I guess there's also the fact that the thrill is sometimes sexual. Sometimes. But if it's only sexual part of the time, and I'm capable of restricting the sexual part to appropriate situations (when I'm out in the woods alone, it doesn't really make a difference whether it's sexual or not, and alone is just the most common way I get to enjoy being naked in nature), then is there a problem?

But also, let's be honest, having an OnlyFans account encourages this behavior. I would be less inclined to indulge the inclination to masturbate in the woods if I wasn't thinking, "I can film this and make some easy money." Now, I support sex work, because we should be free agents to make our own choices. But if I still had Patreon, I could make money on non-pornographic media. And their injunction against porn would serve to discourage the production of that other content.

However - and here's where the irony kicks in - the fact that they dumped me because I produced pornographic content elsewhere - discriminating against me based on stigma - actually makes it harder for me to transition to non-sex work. Their rule (which I'm sure is purely self-serving, and not designed to make a moral statement - albeit calculated to minimize the damage incurred from powerful forces of chastity in our society) goes too far and actually backfires, at least from the moral perspective. I'm stuck doing sex work when what I'd prefer to be doing is making art.

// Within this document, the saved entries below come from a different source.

use super::*;
use pretty_assertions::assert_eq;

#[test]
fn test_insert_and_get() {
    let mut table = HandleTable::new();
    let a = table.insert("a");
    let b = table.insert("b");

    assert_ne!(a, b);
    assert_eq!(table.get(a), Some(&"a"));
    assert_eq!(table.get(b), Some(&"b"));
    assert_eq!(table.len(), 2);
}

#[test]
fn test_get_mut() {
    let mut table = HandleTable::new();
    let h = table.insert(1);
    *table.get_mut(h).unwrap() += 41;
    assert_eq!(table.get(h), Some(&42));
}

#[test]
fn test_remove_invalidates_copies() {
    let mut table = HandleTable::new();
    let h = table.insert(String::from("x"));
    let copy = h;

    assert_eq!(table.remove(h), Some(String::from("x")));
    assert_eq!(table.get(copy), None);
    assert_eq!(table.remove(copy), None);
    assert!(table.is_empty());
}

#[test]
fn test_reused_slot_rejects_stale_handle() {
    let mut table = HandleTable::new();
    let old = table.insert(1);
    table.remove(old);
    let new = table.insert(2);

    assert_eq!(new.index(), old.index());
    assert_ne!(new.generation(), old.generation());
    assert_eq!(table.get(old), None);
    assert_eq!(table.get(new), Some(&2));
}

#[test]
fn test_default_handle_never_resolves() {
    let mut table = HandleTable::new();
    table.insert(7);
    assert!(!table.contains(Handle::default()));
    assert_eq!(table.remove(Handle::default()), None);
    assert_eq!(table.len(), 1);
}

#[test]
fn test_unknown_index() {
    let table: HandleTable<i32> = HandleTable::new();
    assert_eq!(table.get(Handle::new(99, 1)), None);
}

#[test]
fn test_independent_entries() {
    let mut table = HandleTable::new();
    let a = table.insert(vec![1, 2]);
    let b = table.insert(vec![1, 2]);
    table.remove(a);
    assert_eq!(table.get(b), Some(&vec![1, 2]));
}
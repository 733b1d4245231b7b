//! Inline expression parsing.
//!
//! Recursive descent over the token list, one method per precedence level:
//!
//! ```text
//! assignment  IDENT := e | IDENT = e      (right associative)
//! or          ||
//! and         &&
//! equality    == !=
//! comparison  < <= > >=
//! additive    + -
//! term        * / %
//! power       ^                           (right associative)
//! unary       ! -
//! primary     literals, identifiers, $identifiers, parentheses
//! ```
//!
//! Error columns are 1-based character positions in the full string,
//! including the `~>` marker and any leading whitespace.

mod token;

use yamlate_ir::errors::invalid_expression;
use yamlate_ir::{syntax, BinaryOp, Error, Expr, UnaryOp, Value, YamlResult};
use yamlate_stack::ensure_sufficient_stack;

use token::{lex, Token, TokenKind};

/// Parse an inline expression.
///
/// `text` may include the `~>` marker; if it does, the marker and anything
/// before it is skipped. Identifiers are not resolved.
pub fn parse_inline(text: &str) -> YamlResult<Expr> {
    let body = syntax::inline_body(text).unwrap_or(text);
    let base = text.len() - body.len();

    let tokens = lex(body).map_err(|span| {
        let found = body.get(span.clone()).unwrap_or_default();
        invalid_expression(
            text,
            format!("unexpected character `{found}`"),
            column(text, base + span.start),
        )
    })?;

    let mut parser = Parser {
        text,
        body,
        base,
        tokens,
        pos: 0,
    };
    let expr = parser.parse_expr()?;
    parser.expect_end()?;

    tracing::trace!(text, ?expr, "parsed inline expression");
    Ok(expr)
}

/// 1-based character column of a byte offset.
fn column(text: &str, offset: usize) -> usize {
    text.get(..offset).map_or(offset, |prefix| prefix.chars().count()) + 1
}

struct Parser<'a> {
    /// Full string, used for error reporting.
    text: &'a str,
    /// Expression body; token spans index into this.
    body: &'a str,
    /// Byte offset of `body` within `text`.
    base: usize,
    /// Always ends with `Eof`.
    tokens: Vec<Token>,
    pos: usize,
}

impl<'a> Parser<'a> {
    // Cursor

    fn current(&self) -> &Token {
        &self.tokens[self.pos]
    }

    fn check(&self, kind: TokenKind) -> bool {
        self.current().kind == kind
    }

    fn peek_kind(&self) -> TokenKind {
        self.tokens
            .get(self.pos + 1)
            .map_or(TokenKind::Eof, |token| token.kind)
    }

    /// Consume the current token. Stays put on `Eof`.
    fn advance(&mut self) -> Token {
        let token = self.current().clone();
        if token.kind != TokenKind::Eof {
            self.pos += 1;
        }
        token
    }

    fn slice(&self, token: &Token) -> &'a str {
        self.body.get(token.span.clone()).unwrap_or_default()
    }

    fn describe(&self, token: &Token) -> String {
        match token.kind {
            TokenKind::Eof => "end of input".to_owned(),
            _ => format!("`{}`", self.slice(token)),
        }
    }

    fn error_at(&self, offset: usize, message: impl Into<String>) -> Error {
        invalid_expression(self.text, message, column(self.text, self.base + offset))
    }

    fn error(&self, token: &Token, message: impl Into<String>) -> Error {
        self.error_at(token.span.start, message)
    }

    fn expect_end(&self) -> YamlResult<()> {
        let token = self.current();
        if token.kind == TokenKind::Eof {
            Ok(())
        } else {
            Err(self.error(
                token,
                format!("unexpected {} after expression", self.describe(token)),
            ))
        }
    }

    // Grammar

    fn parse_expr(&mut self) -> YamlResult<Expr> {
        ensure_sufficient_stack(|| self.parse_assignment())
    }

    fn parse_assignment(&mut self) -> YamlResult<Expr> {
        if self.check(TokenKind::Ident)
            && matches!(self.peek_kind(), TokenKind::ColonEq | TokenKind::Eq)
        {
            let target = self.advance();
            let name = self.slice(&target).to_owned();
            let declare = self.advance().kind == TokenKind::ColonEq;
            let value = Box::new(self.parse_expr()?);
            return Ok(if declare {
                Expr::Declare { name, value }
            } else {
                Expr::Assign { name, value }
            });
        }

        self.parse_or()
    }

    fn parse_or(&mut self) -> YamlResult<Expr> {
        let mut left = self.parse_and()?;

        while self.check(TokenKind::PipePipe) {
            self.advance();
            let right = self.parse_and()?;
            left = Expr::binary(BinaryOp::Or, left, right);
        }

        Ok(left)
    }

    fn parse_and(&mut self) -> YamlResult<Expr> {
        let mut left = self.parse_equality()?;

        while self.check(TokenKind::AmpAmp) {
            self.advance();
            let right = self.parse_equality()?;
            left = Expr::binary(BinaryOp::And, left, right);
        }

        Ok(left)
    }

    fn parse_equality(&mut self) -> YamlResult<Expr> {
        let mut left = self.parse_comparison()?;

        while let Some(op) = self.match_equality_op() {
            self.advance();
            let right = self.parse_comparison()?;
            left = Expr::binary(op, left, right);
        }

        Ok(left)
    }

    fn parse_comparison(&mut self) -> YamlResult<Expr> {
        let mut left = self.parse_additive()?;

        while let Some(op) = self.match_comparison_op() {
            self.advance();
            let right = self.parse_additive()?;
            left = Expr::binary(op, left, right);
        }

        Ok(left)
    }

    fn parse_additive(&mut self) -> YamlResult<Expr> {
        let mut left = self.parse_term()?;

        while let Some(op) = self.match_additive_op() {
            self.advance();
            let right = self.parse_term()?;
            left = Expr::binary(op, left, right);
        }

        Ok(left)
    }

    fn parse_term(&mut self) -> YamlResult<Expr> {
        let mut left = self.parse_power()?;

        while let Some(op) = self.match_multiplicative_op() {
            self.advance();
            let right = self.parse_power()?;
            left = Expr::binary(op, left, right);
        }

        Ok(left)
    }

    fn parse_power(&mut self) -> YamlResult<Expr> {
        let base = self.parse_unary()?;

        if self.check(TokenKind::Caret) {
            self.advance();
            let exponent = ensure_sufficient_stack(|| self.parse_power())?;
            return Ok(Expr::binary(BinaryOp::Pow, base, exponent));
        }

        Ok(base)
    }

    fn parse_unary(&mut self) -> YamlResult<Expr> {
        let op = match self.current().kind {
            TokenKind::Bang => UnaryOp::Not,
            TokenKind::Minus => UnaryOp::Neg,
            _ => return self.parse_primary(),
        };
        self.advance();
        let operand = ensure_sufficient_stack(|| self.parse_unary())?;
        Ok(Expr::unary(op, operand))
    }

    fn parse_primary(&mut self) -> YamlResult<Expr> {
        let token = self.advance();
        let slice = self.slice(&token);

        match token.kind {
            TokenKind::Int => slice
                .parse::<i64>()
                .map(Expr::literal)
                .map_err(|_| self.error(&token, "integer literal out of range")),
            TokenKind::Real => slice
                .parse::<f64>()
                .map(Expr::literal)
                .map_err(|_| self.error(&token, "malformed real literal")),
            TokenKind::String => unescape(slice)
                .map(Expr::literal)
                .map_err(|at| self.error_at(token.span.start + at, "unknown escape sequence")),
            TokenKind::True => Ok(Expr::literal(true)),
            TokenKind::False => Ok(Expr::literal(false)),
            TokenKind::Null => Ok(Expr::Literal(Value::Null)),
            TokenKind::Ident => Ok(Expr::variable(slice)),
            TokenKind::Dollar => {
                let name = self.current().clone();
                if name.kind != TokenKind::Ident || name.span.start != token.span.end {
                    return Err(self.error(&name, "expected a variable name directly after `$`"));
                }
                self.advance();
                Ok(Expr::variable(self.slice(&name)))
            }
            TokenKind::LParen => {
                let inner = self.parse_expr()?;
                if !self.check(TokenKind::RParen) {
                    let found = self.current();
                    return Err(self.error(
                        found,
                        format!("expected `)`, found {}", self.describe(found)),
                    ));
                }
                self.advance();
                Ok(inner)
            }
            _ => Err(self.error(
                &token,
                format!("expected expression, found {}", self.describe(&token)),
            )),
        }
    }

    // Operator matching

    fn match_equality_op(&self) -> Option<BinaryOp> {
        match self.current().kind {
            TokenKind::EqEq => Some(BinaryOp::Eq),
            TokenKind::NotEq => Some(BinaryOp::NotEq),
            _ => None,
        }
    }

    fn match_comparison_op(&self) -> Option<BinaryOp> {
        match self.current().kind {
            TokenKind::Lt => Some(BinaryOp::Lt),
            TokenKind::LtEq => Some(BinaryOp::LtEq),
            TokenKind::Gt => Some(BinaryOp::Gt),
            TokenKind::GtEq => Some(BinaryOp::GtEq),
            _ => None,
        }
    }

    fn match_additive_op(&self) -> Option<BinaryOp> {
        match self.current().kind {
            TokenKind::Plus => Some(BinaryOp::Add),
            TokenKind::Minus => Some(BinaryOp::Sub),
            _ => None,
        }
    }

    fn match_multiplicative_op(&self) -> Option<BinaryOp> {
        match self.current().kind {
            TokenKind::Star => Some(BinaryOp::Mul),
            TokenKind::Slash => Some(BinaryOp::Div),
            TokenKind::Percent => Some(BinaryOp::Mod),
            _ => None,
        }
    }
}

/// Decode a double-quoted literal. On a bad escape, returns its byte offset
/// within `quoted`.
fn unescape(quoted: &str) -> Result<String, usize> {
    let inner = quoted
        .strip_prefix('"')
        .and_then(|s| s.strip_suffix('"'))
        .unwrap_or(quoted);
    let mut out = String::with_capacity(inner.len());
    let mut chars = inner.char_indices();

    while let Some((i, c)) = chars.next() {
        if c != '\\' {
            out.push(c);
            continue;
        }
        match chars.next() {
            Some((_, '"')) => out.push('"'),
            Some((_, '\\')) => out.push('\\'),
            Some((_, 'n')) => out.push('\n'),
            Some((_, 't')) => out.push('\t'),
            // +1 for the opening quote
            _ => return Err(i + 1),
        }
    }

    Ok(out)
}

#[cfg(test)]
#[allow(
    clippy::unwrap_used,
    reason = "tests use unwrap to panic on unexpected state"
)]
//! Yamlate Eval - environment and evaluator.
//!
//! # Architecture
//!
//! - [`Environment`]: typed variable store (Integer, Real, String bindings)
//! - [`Evaluator`]: tree-walking evaluation of a [`Value`] node against an
//!   environment, configured through [`EvaluatorBuilder`]
//! - [`evaluate_binary`] / [`evaluate_unary`]: direct enum dispatch for the
//!   value-level operators shared by array operations and inline expressions
//!
//! Evaluation never mutates its input node. The environment changes only
//! through `set`, `inc`, `dec`, `consume` and inline `:=` / `=`.

mod environment;
pub mod interpreter;
mod operators;
mod unary_operators;

pub use environment::{Binding, Environment};
pub use interpreter::{evaluate, Evaluator, EvaluatorBuilder, DEFAULT_MAX_DEPTH};
pub use operators::{evaluate_binary, values_equal};
pub use unary_operators::evaluate_unary;
pub use yamlate_ir::{Value, YamlResult};
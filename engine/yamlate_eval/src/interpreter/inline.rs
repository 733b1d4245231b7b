//! Inline (`~>`) expression evaluation.

use yamlate_ir::errors::undefined_variable;
use yamlate_ir::{BinaryOp, Expr, Value, YamlResult};
use yamlate_parse::parse_inline;

use super::{condition, Walker};
use crate::environment::Binding;
use crate::{evaluate_binary, evaluate_unary};

impl Walker<'_> {
    pub(super) fn eval_inline(&mut self, text: &str) -> YamlResult<Value> {
        let expr = parse_inline(text)?;
        self.eval_expr(&expr)
    }

    fn eval_expr(&mut self, expr: &Expr) -> YamlResult<Value> {
        self.nested(|walker| walker.eval_expr_inner(expr))
    }

    fn eval_expr_inner(&mut self, expr: &Expr) -> YamlResult<Value> {
        match expr {
            Expr::Literal(value) => Ok(value.clone()),
            Expr::Variable(name) => self.env.value(name),
            Expr::Unary { op, operand } => {
                let operand = self.eval_expr(operand)?;
                evaluate_unary(&operand, *op)
            }
            Expr::Binary {
                op: op @ (BinaryOp::And | BinaryOp::Or),
                left,
                right,
            } => {
                // Short-circuit: the right side only runs if it decides the result
                let stop_on = *op == BinaryOp::Or;
                let left = self.eval_expr(left)?;
                if condition(op.as_symbol(), &left)? == stop_on {
                    return Ok(Value::Boolean(stop_on));
                }
                let right = self.eval_expr(right)?;
                condition(op.as_symbol(), &right).map(Value::Boolean)
            }
            Expr::Binary { op, left, right } => {
                let left = self.eval_expr(left)?;
                let right = self.eval_expr(right)?;
                evaluate_binary(&left, &right, *op)
            }
            Expr::Declare { name, value } => {
                let value = self.eval_expr(value)?;
                self.bind(name, value)
            }
            Expr::Assign { name, value } => {
                if !self.env.contains(name) {
                    return Err(undefined_variable(name));
                }
                let value = self.eval_expr(value)?;
                self.bind(name, value)
            }
        }
    }

    fn bind(&mut self, name: &str, value: Value) -> YamlResult<Value> {
        self.env.set(name, Binding::try_from(value.clone())?);
        Ok(value)
    }
}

And if it's true that I can make quicker, easier money selling porn than I ever did selling art, that's not my fault; and it's not the fault of any hosting site or their rules, either. That's just human nature. But if human nature ensures that sex will sell, and we live in a capitalist economy, then why is there so much stigma against sex work? Instead of trying to change human nature, maybe we should figure out how to incorporate it into our lives a little better.